5.Q. 5 (SETI). Aliens transmit a binary message S to earth: the message is either +a (“we come in peace”) or −a (“we will conquer your planet and turn you into slaves”) with probabilities P{S = +a} = p, P{S = −a} = 1−p. Unfortunately, the message is transmitted from the aliens’ home planet Qzur0rp, which is 12 lightyears away, and the signal received on earth has been corrupted by a lot of noise: the received signal is R = S + X, where the noise X ∼ N(0, σ2) is independent of the message S. Concerned astronomers are trying to guess the message S on the basis of the signal R. Of course, the larger R, the more likely it is that the message was +a, while the smaller R, the more likely it is that the message was −a. The astronomers therefore settle on the following ad-hoc decision scheme. They fix a number x, and decide that the message must have been +a if R > x, while the message must have been −a if R ≤ x. The probability that the astronomers have incorrectly decoded the message is

?(x) = P{S = +a, R ≤ x} + P{S = −a, R > x}.

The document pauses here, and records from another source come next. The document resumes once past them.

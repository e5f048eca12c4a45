use std::collections::{BTreeMap, BTreeSet};

use rescue_core::{AnimalRecord, Favorite, OrgSnapshot};
use rescue_identity::{Classification, IdentifyingFields, OrganizationRegistry, SchemeKind};
use serde::Serialize;

use crate::ReconcileError;

/// Rows that reference one record and must follow it through a migration.
#[derive(Debug, Clone, Default, PartialEq, Eq, Serialize)]
pub struct Dependents {
    pub image_ids: Vec<i64>,
    pub scrape_log_ids: Vec<i64>,
    pub favorites: Vec<Favorite>,
}

#[derive(Debug, Clone, PartialEq, Eq, Serialize)]
pub struct GroupMember {
    pub record: AnimalRecord,
    pub classification: Classification,
    pub dependents: Dependents,
}

/// Records of one organization that describe the same animal under different id schemes.
#[derive(Debug, Clone, PartialEq, Eq, Serialize)]
pub struct DuplicateGroup {
    pub identity: IdentifyingFields,
    /// Ordered by `record_id`.
    pub members: Vec<GroupMember>,
}

impl DuplicateGroup {
    pub fn current_members(&self) -> impl Iterator<Item = &GroupMember> {
        self.members
            .iter()
            .filter(|m| m.classification.kind() == SchemeKind::Current)
    }

    /// No member carries a current-scheme id, so there is nothing to keep.
    pub fn is_unresolved_legacy(&self) -> bool {
        self.current_members().next().is_none()
    }
}

#[derive(Debug, Clone, PartialEq, Eq, Serialize)]
pub struct UnresolvedLegacyWarning {
    pub external_id: String,
    pub scheme: String,
    pub identity: IdentifyingFields,
}

#[derive(Debug, Clone, PartialEq, Eq, Serialize)]
pub struct Grouping {
    pub org_id: String,
    pub groups: Vec<DuplicateGroup>,
    pub unresolved_legacy: Vec<UnresolvedLegacyWarning>,
    /// Ids no scheme of this organization recognizes. Never grouped.
    pub unknown: Vec<String>,
}

fn dependents_of(snapshot: &OrgSnapshot, external_id: &str) -> Dependents {
    Dependents {
        image_ids: snapshot.images_for(external_id).map(|i| i.image_id).collect(),
        scrape_log_ids: snapshot.scrape_logs_for(external_id).map(|l| l.log_id).collect(),
        favorites: snapshot.favorites_for(external_id).cloned().collect(),
    }
}

fn spans_identity_eras(members: &[(&AnimalRecord, Classification)]) -> bool {
    let current = members
        .iter()
        .filter(|(_, c)| c.kind() == SchemeKind::Current)
        .count();
    let legacy_schemes: BTreeSet<&str> = members
        .iter()
        .filter_map(|(_, c)| c.legacy_scheme())
        .collect();
    (!legacy_schemes.is_empty() && current > 0) || legacy_schemes.len() >= 2
}

/// Bucket one organization's records by exact identifying fields and keep the buckets that mix
/// identifier schemes.
pub fn group(snapshot: &OrgSnapshot, registry: &OrganizationRegistry) -> Result<Grouping, ReconcileError> {
    let org = registry
        .get(&snapshot.org_id)
        .ok_or_else(|| ReconcileError::UnknownOrganization(snapshot.org_id.clone()))?;

    let foreign: BTreeSet<&str> = snapshot
        .records
        .iter()
        .map(|r| r.org_id.as_str())
        .filter(|o| *o != snapshot.org_id)
        .collect();
    if !foreign.is_empty() {
        return Err(ReconcileError::MixedOrganizations {
            expected: snapshot.org_id.clone(),
            found: foreign.into_iter().map(ToString::to_string).collect(),
        });
    }

    let mut records: Vec<&AnimalRecord> = snapshot.records.iter().collect();
    records.sort_by_key(|r| r.record_id);

    let mut unknown = Vec::new();
    let mut buckets: BTreeMap<IdentifyingFields, Vec<(&AnimalRecord, Classification)>> = BTreeMap::new();
    for record in records {
        let classification = org.classify(&record.external_id);
        if classification == Classification::Unknown {
            unknown.push(record.external_id.clone());
            continue;
        }
        buckets
            .entry(IdentifyingFields::from_record(record, &org.rules))
            .or_default()
            .push((record, classification));
    }

    let mut groups = Vec::new();
    let mut unresolved_legacy = Vec::new();
    for (identity, members) in buckets {
        let has_current = members.iter().any(|(_, c)| c.kind() == SchemeKind::Current);
        if !has_current {
            for (record, classification) in &members {
                if let Some(scheme) = classification.legacy_scheme() {
                    unresolved_legacy.push(UnresolvedLegacyWarning {
                        external_id: record.external_id.clone(),
                        scheme: scheme.to_string(),
                        identity: identity.clone(),
                    });
                }
            }
        }

        if !spans_identity_eras(&members) {
            continue;
        }
        let members = members
            .into_iter()
            .map(|(record, classification)| GroupMember {
                dependents: dependents_of(snapshot, &record.external_id),
                record: record.clone(),
                classification,
            })
            .collect();
        groups.push(DuplicateGroup { identity, members });
    }

    Ok(Grouping {
        org_id: snapshot.org_id.clone(),
        groups,
        unresolved_legacy,
        unknown,
    })
}

#[cfg(test)]
pub(crate) mod tests {
    use super::*;
    use chrono::{TimeZone, Utc};
    use rescue_core::{AnimalImage, ScrapeLog};

    pub(crate) const REGISTRY_YAML: &str = r#"
organizations:
  - org_id: pit
    legacy_schemes:
      - name: bare-slug
        pattern: "pit-[a-z0-9]+(?:-[a-z0-9]+)*"
  - org_id: tierschutz-europa
    prefix: tse
    include_type_segment: true
    legacy_schemes:
      - name: numeric
        pattern: "tse-[0-9]+"
      - name: bare-slug
        pattern: "tse-[a-z]+(?:-[a-z]+)*"
  - org_id: tierschutz-europa-sued
    prefix: tse-sued
"#;

    pub(crate) fn registry() -> OrganizationRegistry {
        OrganizationRegistry::from_yaml_str(REGISTRY_YAML).expect("registry")
    }

    pub(crate) fn record(id: i64, org: &str, external_id: &str, name: &str) -> AnimalRecord {
        let at = Utc.with_ymd_and_hms(2026, 3, 1, 9, 0, 0).single().expect("ts");
        AnimalRecord {
            record_id: id,
            org_id: org.to_string(),
            external_id: external_id.to_string(),
            name: name.to_string(),
            animal_type: Some("dog".into()),
            breed: None,
            sex: None,
            age_text: None,
            adoption_url: None,
            primary_image_url: None,
            original_image_url: None,
            status: "available".into(),
            created_at: at,
            updated_at: at,
        }
    }

    pub(crate) fn pit_snapshot() -> OrgSnapshot {
        let mut snapshot = OrgSnapshot::empty("pit");
        snapshot.records = vec![
            record(1, "pit", "pit-cody", "Cody"),
            record(2, "pit", "pit-cody-95bc94", "Cody"),
            record(3, "pit", "pit-bella", "Bella"),
        ];
        snapshot.images = vec![
            AnimalImage {
                image_id: 10,
                org_id: "pit".into(),
                external_id: "pit-cody".into(),
                image_url: "https://img.example/cody-old.jpg".into(),
                original_image_url: None,
                position: 0,
            },
            AnimalImage {
                image_id: 11,
                org_id: "pit".into(),
                external_id: "pit-cody-95bc94".into(),
                image_url: "https://img.example/cody.jpg".into(),
                original_image_url: None,
                position: 0,
            },
        ];
        snapshot.scrape_logs = vec![ScrapeLog {
            log_id: 20,
            org_id: "pit".into(),
            external_id: "pit-cody".into(),
            scraped_at: Utc.with_ymd_and_hms(2026, 2, 1, 6, 0, 0).single().expect("ts"),
            outcome: "ok".into(),
        }];
        snapshot
    }

    #[test]
    fn legacy_and_current_cody_form_one_group() {
        let grouping = group(&pit_snapshot(), &registry()).expect("group");
        assert_eq!(grouping.groups.len(), 1);
        let ids: Vec<&str> = grouping.groups[0]
            .members
            .iter()
            .map(|m| m.record.external_id.as_str())
            .collect();
        assert_eq!(ids, ["pit-cody", "pit-cody-95bc94"]);
        assert_eq!(grouping.groups[0].members[0].dependents.image_ids, [10]);
        assert_eq!(grouping.groups[0].members[0].dependents.scrape_log_ids, [20]);
        assert!(!grouping.groups[0].is_unresolved_legacy());
    }

    #[test]
    fn singleton_legacy_record_is_a_warning_not_a_group() {
        let grouping = group(&pit_snapshot(), &registry()).expect("group");
        assert_eq!(grouping.unresolved_legacy.len(), 1);
        assert_eq!(grouping.unresolved_legacy[0].external_id, "pit-bella");
        assert_eq!(grouping.unresolved_legacy[0].scheme, "bare-slug");
    }

    #[test]
    fn different_names_never_share_a_group() {
        let mut snapshot = OrgSnapshot::empty("pit");
        snapshot.records = vec![
            record(1, "pit", "pit-cody", "Cody"),
            record(2, "pit", "pit-codie-0a1b2c", "Codie"),
        ];
        let grouping = group(&snapshot, &registry()).expect("group");
        assert!(grouping.groups.is_empty());
    }

    #[test]
    fn unknown_ids_are_listed_and_left_alone() {
        let mut snapshot = OrgSnapshot::empty("pit");
        snapshot.records = vec![
            record(1, "pit", "cody-without-prefix", "Cody"),
            record(2, "pit", "pit-cody-95bc94", "Cody"),
        ];
        let grouping = group(&snapshot, &registry()).expect("group");
        assert_eq!(grouping.unknown, ["cody-without-prefix"]);
        assert!(grouping.groups.is_empty());
    }

    #[test]
    fn two_legacy_schemes_group_without_a_current_member() {
        let mut snapshot = OrgSnapshot::empty("tierschutz-europa");
        snapshot.records = vec![
            record(1, "tierschutz-europa", "tse-4711", "Rex"),
            record(2, "tierschutz-europa", "tse-rex", "Rex"),
        ];
        let grouping = group(&snapshot, &registry()).expect("group");
        assert_eq!(grouping.groups.len(), 1);
        assert!(grouping.groups[0].is_unresolved_legacy());
        assert_eq!(grouping.unresolved_legacy.len(), 2);
    }

    #[test]
    fn record_org_wins_over_a_longer_foreign_prefix() {
        let registry = registry();
        let tse = registry.get("tierschutz-europa").expect("tse");
        let current = tse.external_id_for(&IdentifyingFields::new("Sued", Some("dog"), None));
        assert!(current.starts_with("tse-sued-dog-"));

        let mut snapshot = OrgSnapshot::empty("tierschutz-europa");
        snapshot.records = vec![
            record(1, "tierschutz-europa", "tse-sued", "Sued"),
            record(2, "tierschutz-europa", &current, "Sued"),
        ];
        let grouping = group(&snapshot, &registry).expect("group");
        assert!(grouping.unknown.is_empty());
        assert!(grouping.unresolved_legacy.is_empty());
        assert_eq!(grouping.groups.len(), 1);
        let ids: Vec<&str> = grouping.groups[0]
            .members
            .iter()
            .map(|m| m.record.external_id.as_str())
            .collect();
        assert_eq!(ids, ["tse-sued", current.as_str()]);
    }

    #[test]
    fn refuses_mixed_and_unknown_organizations() {
        let mut mixed = pit_snapshot();
        mixed.records.push(record(9, "tierschutz-europa", "tse-rex", "Rex"));
        assert!(matches!(
            group(&mixed, &registry()),
            Err(ReconcileError::MixedOrganizations { .. })
        ));

        let stranger = OrgSnapshot::empty("nowhere");
        assert!(matches!(
            group(&stranger, &registry()),
            Err(ReconcileError::UnknownOrganization(_))
        ));
    }
}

a. Compute ?(x) for any x.

b. Find the critical number x that minimizes the probability of error ?(x).

The decision scheme used by the astronomers is criticized by NASA as being too adhoc. In response, they come up with the following alternative scheme. Given the observed value of the signal R = r, the probability that the message was in fact +a is

ψ(r) = P{S = +a|R = r}.

The astronomers conclude that if ψ(R) >1/2 , the message is most likely to have been +a, while if ψ(R) ≤1/2 , the message is most likely to have been −a.

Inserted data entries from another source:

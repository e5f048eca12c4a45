mod common;

use std::sync::atomic::{AtomicBool, AtomicUsize, Ordering};
use std::sync::Arc;

use async_trait::async_trait;
use rescue_core::{AnimalDraft, Environment, OrgSnapshot, TableCounts};
use rescue_identity::IdentifyingFields;
use rescue_reconcile::{AmbiguityPolicy, GroupStatus, ReconcileError, Reconciler};
use rescue_storage::{
    AnimalStore, CountMismatch, GroupMutation, GroupMutationOutcome, MemoryStore, OrgLease, StoreError,
    UpsertOutcome,
};

use common::{add_animal, pit_store, registry, request};

#[tokio::test]
async fn pit_cody_is_merged_into_its_current_id() {
    let store = pit_store().await;
    let reconciler = Reconciler::new(store.clone(), registry());
    let other_org_before = store.counts(Some("tierschutz-europa")).await.expect("counts");

    let plan = reconciler.plan_organization("pit").await.expect("plan");
    assert_eq!(plan.groups_total, 1);
    assert_eq!(plan.resolvable, 1);
    assert_eq!(plan.per_group[0].canonical.external_id, "pit-cody-95bc94");
    assert_eq!(plan.per_group[0].removed_external_ids(), ["pit-cody"]);

    let report = reconciler
        .execute(&plan, &request(&plan, Environment::Development))
        .await
        .expect("execute");
    assert!(report.verified);
    assert_eq!(report.groups[0].status, GroupStatus::Applied);
    assert_eq!(report.after.animals, report.before.animals - 1);

    let after = store.snapshot_organization("pit").await.expect("snapshot");
    let ids: Vec<&str> = after.records.iter().map(|r| r.external_id.as_str()).collect();
    assert_eq!(ids, ["pit-cody-95bc94", "pit-bella"]);
    assert!(after.images.iter().all(|i| i.external_id == "pit-cody-95bc94"));
    assert_eq!(after.images.len(), 1);
    assert_eq!(after.scrape_logs.len(), 1);

    // ana's bookmark follows Cody; ben's duplicate collapses onto the one he already had.
    let mut owners: Vec<(&str, &str)> = after
        .favorites
        .iter()
        .map(|f| (f.user_ref.as_str(), f.external_id.as_str()))
        .collect();
    owners.sort();
    assert_eq!(owners, [("ana", "pit-cody-95bc94"), ("ben", "pit-cody-95bc94")]);

    assert_eq!(
        store.counts(Some("tierschutz-europa")).await.expect("counts"),
        other_org_before
    );
}

#[tokio::test]
async fn removed_rows_match_the_plan_exactly() {
    let store = pit_store().await;
    let reconciler = Reconciler::new(store.clone(), registry());
    let plan = reconciler.plan_organization("pit").await.expect("plan");

    reconciler
        .execute(&plan, &request(&plan, Environment::Test))
        .await
        .expect("execute");

    let after = store.counts(Some("pit")).await.expect("counts");
    assert_eq!(after, plan.expected_after());
    assert_eq!(
        plan.total_removed(),
        TableCounts { animals: 1, images: 2, scrape_logs: 1, favorites: 1 }
    );
}

#[tokio::test]
async fn dry_run_is_pure_and_repeatable() {
    let store = pit_store().await;
    let reconciler = Reconciler::new(store.clone(), registry());
    let before = store.counts(None).await.expect("counts");

    let first = reconciler.plan_organization("pit").await.expect("plan");
    let second = reconciler.plan_organization("pit").await.expect("plan");

    assert_eq!(first.checksum, second.checksum);
    assert_eq!(first, second);
    assert_eq!(store.counts(None).await.expect("counts"), before);
}

#[tokio::test]
async fn second_run_finds_nothing_to_do() {
    let store = pit_store().await;
    let reconciler = Reconciler::new(store.clone(), registry());
    let plan = reconciler.plan_organization("pit").await.expect("plan");
    reconciler
        .execute(&plan, &request(&plan, Environment::Staging))
        .await
        .expect("execute");

    let again = reconciler.plan_organization("pit").await.expect("plan");
    assert_eq!(again.resolvable, 0);
    assert!(again.per_group.is_empty());
    assert_ne!(again.checksum, plan.checksum);
}

#[tokio::test]
async fn plan_is_stale_once_the_store_changes() {
    let store = pit_store().await;
    let reconciler = Reconciler::new(store.clone(), registry());
    let plan = reconciler.plan_organization("pit").await.expect("plan");

    store.push_scrape_log("pit", "pit-cody", "ok").await;
    let changed = store.counts(Some("pit")).await.expect("counts");

    let err = reconciler
        .execute(&plan, &request(&plan, Environment::Development))
        .await
        .unwrap_err();
    assert!(matches!(err, ReconcileError::StalePlan { .. }));
    assert_eq!(err.exit_code(), 1);
    assert_eq!(store.counts(Some("pit")).await.expect("counts"), changed);
}

async fn store_with_ambiguous_cody() -> Arc<MemoryStore> {
    let store = pit_store().await;
    add_animal(&store, "pit", "pit-cody-000001", "Cody").await;
    let rex = IdentifyingFields::new("Rex", None, None);
    let rex_current = registry().get("pit").expect("pit").external_id_for(&rex);
    add_animal(&store, "pit", "pit-rex", "Rex").await;
    add_animal(&store, "pit", &rex_current, "Rex").await;
    store
}

#[tokio::test]
async fn ambiguous_groups_block_execution_by_default() {
    let store = store_with_ambiguous_cody().await;
    let reconciler = Reconciler::new(store.clone(), registry());
    let plan = reconciler.plan_organization("pit").await.expect("plan");
    assert_eq!(plan.ambiguous, 1);
    assert_eq!(plan.resolvable, 1);
    let before = store.counts(Some("pit")).await.expect("counts");

    let err = reconciler
        .execute(&plan, &request(&plan, Environment::Development))
        .await
        .unwrap_err();
    assert!(matches!(err, ReconcileError::IdentityAmbiguous { groups: 1, .. }));
    assert_eq!(store.counts(Some("pit")).await.expect("counts"), before);
}

#[tokio::test]
async fn excluded_ambiguous_groups_are_left_untouched() {
    let store = store_with_ambiguous_cody().await;
    let reconciler = Reconciler::new(store.clone(), registry());
    let plan = reconciler.plan_organization("pit").await.expect("plan");

    let mut req = request(&plan, Environment::Development);
    req.ambiguity = AmbiguityPolicy::ExcludeAmbiguous;
    let report = reconciler.execute(&plan, &req).await.expect("execute");
    assert_eq!(report.skipped_ambiguous, 1);
    assert_eq!(report.applied(), 1);
    assert_eq!(report.groups[0].removed_external_ids, ["pit-rex"]);

    let after = store.snapshot_organization("pit").await.expect("snapshot");
    for id in ["pit-cody", "pit-cody-95bc94", "pit-cody-000001"] {
        assert!(after.records.iter().any(|r| r.external_id == id), "{id} should remain");
    }
    assert!(!after.records.iter().any(|r| r.external_id == "pit-rex"));
}

/// Delegates to a `MemoryStore` but can misreport counts or fail a chosen `apply_group` call.
struct FaultyStore {
    inner: MemoryStore,
    skew_counts_after_apply: bool,
    fail_apply_call: Option<usize>,
    applied: AtomicBool,
    apply_calls: AtomicUsize,
}

impl FaultyStore {
    fn new(inner: MemoryStore) -> Self {
        Self {
            inner,
            skew_counts_after_apply: false,
            fail_apply_call: None,
            applied: AtomicBool::new(false),
            apply_calls: AtomicUsize::new(0),
        }
    }
}

#[async_trait]
impl AnimalStore for FaultyStore {
    async fn snapshot_organization(&self, org_id: &str) -> Result<OrgSnapshot, StoreError> {
        self.inner.snapshot_organization(org_id).await
    }

    async fn counts(&self, org_id: Option<&str>) -> Result<TableCounts, StoreError> {
        let mut counts = self.inner.counts(org_id).await?;
        if self.skew_counts_after_apply && self.applied.load(Ordering::SeqCst) {
            counts.animals += 1;
        }
        Ok(counts)
    }

    async fn apply_group(&self, mutation: &GroupMutation) -> Result<GroupMutationOutcome, StoreError> {
        let call = self.apply_calls.fetch_add(1, Ordering::SeqCst) + 1;
        if self.fail_apply_call == Some(call) {
            let before = self.inner.counts(Some(&mutation.org_id)).await?;
            return Err(StoreError::Verification(CountMismatch {
                org_id: mutation.org_id.clone(),
                before,
                removed: mutation.expected_removed(),
                expected: before,
                actual: before,
            }));
        }
        let outcome = self.inner.apply_group(mutation).await?;
        self.applied.store(true, Ordering::SeqCst);
        Ok(outcome)
    }

    async fn delete_all_listings(&self) -> Result<TableCounts, StoreError> {
        self.inner.delete_all_listings().await
    }

    async fn try_lock_organization(&self, org_id: &str) -> Result<OrgLease, StoreError> {
        self.inner.try_lock_organization(org_id).await
    }

    async fn release_organization(&self, lease: OrgLease) -> Result<(), StoreError> {
        self.inner.release_organization(lease).await
    }

    async fn upsert_animal(&self, draft: &AnimalDraft) -> Result<UpsertOutcome, StoreError> {
        self.inner.upsert_animal(draft).await
    }
}

async fn two_group_store() -> MemoryStore {
    let store = MemoryStore::new();
    add_animal(&store, "pit", "pit-cody", "Cody").await;
    add_animal(&store, "pit", "pit-cody-95bc94", "Cody").await;
    add_animal(&store, "pit", "pit-rex", "Rex").await;
    add_animal(&store, "pit", "pit-rex-0c0ffe", "Rex").await;
    store
}

#[tokio::test]
async fn count_drift_after_commit_is_reported_as_committed() {
    let mut faulty = FaultyStore::new(two_group_store().await);
    faulty.skew_counts_after_apply = true;
    let store = Arc::new(faulty);
    let reconciler = Reconciler::new(store.clone(), registry());
    let plan = reconciler.plan_organization("pit").await.expect("plan");

    let err = reconciler
        .execute(&plan, &request(&plan, Environment::Development))
        .await
        .unwrap_err();
    assert!(matches!(err, ReconcileError::VerificationFailed { committed: true, .. }));
    assert_eq!(err.exit_code(), 3);
    assert!(err.may_have_mutated());
}

#[tokio::test]
async fn failing_group_halts_the_run() {
    let mut faulty = FaultyStore::new(two_group_store().await);
    faulty.fail_apply_call = Some(2);
    let store = Arc::new(faulty);
    let reconciler = Reconciler::new(store.clone(), registry());
    let plan = reconciler.plan_organization("pit").await.expect("plan");
    assert_eq!(plan.resolvable, 2);

    let err = reconciler
        .execute(&plan, &request(&plan, Environment::Development))
        .await
        .unwrap_err();
    match &err {
        ReconcileError::Halted { applied, planned, cause } => {
            assert_eq!((*applied, *planned), (1, 2));
            assert!(matches!(
                **cause,
                ReconcileError::VerificationFailed { committed: false, .. }
            ));
        }
        other => panic!("expected Halted, got {other:?}"),
    }
    assert_eq!(err.exit_code(), 3);

    // The first group stays applied; the second was rolled back before commit.
    let after = store.snapshot_organization("pit").await.expect("snapshot");
    let ids: Vec<&str> = after.records.iter().map(|r| r.external_id.as_str()).collect();
    assert_eq!(ids, ["pit-cody-95bc94", "pit-rex", "pit-rex-0c0ffe"]);

    // The lock was released even though the run failed.
    let lease = store.try_lock_organization("pit").await.expect("lock");
    store.release_organization(lease).await.expect("release");
}

#[tokio::test]
async fn unknown_organization_is_refused_before_reading() {
    let store = pit_store().await;
    let reconciler = Reconciler::new(store, registry());
    assert!(matches!(
        reconciler.plan_organization("atlantis").await,
        Err(ReconcileError::UnknownOrganization(_))
    ));
}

c. Compute the conditional probability ψ(r) = P{S = +a|R = r}.

d. How does the alternative decision scheme compare to the scheme of part b.?

The aliens have decided to invite the leaders of earth to discuss their plans for invasion. In order to arrange a meeting, they must transmit to earth the location Y of their space ship, which has the distribution N(µ, τ 2 ). The message received on earth is M = Y + X, where the noise X ∼ N(0, σ2 ) is independent of the message Y . The unfortunate astronomers are again called in to infer the location. e. The astronomers decide to compute the expected location of the aliens’ spaceship given the received message: E(Y |M = m). Help the astronomers (who did not take ORF 309) compute this quantity. The world’s future rests on your shoulders.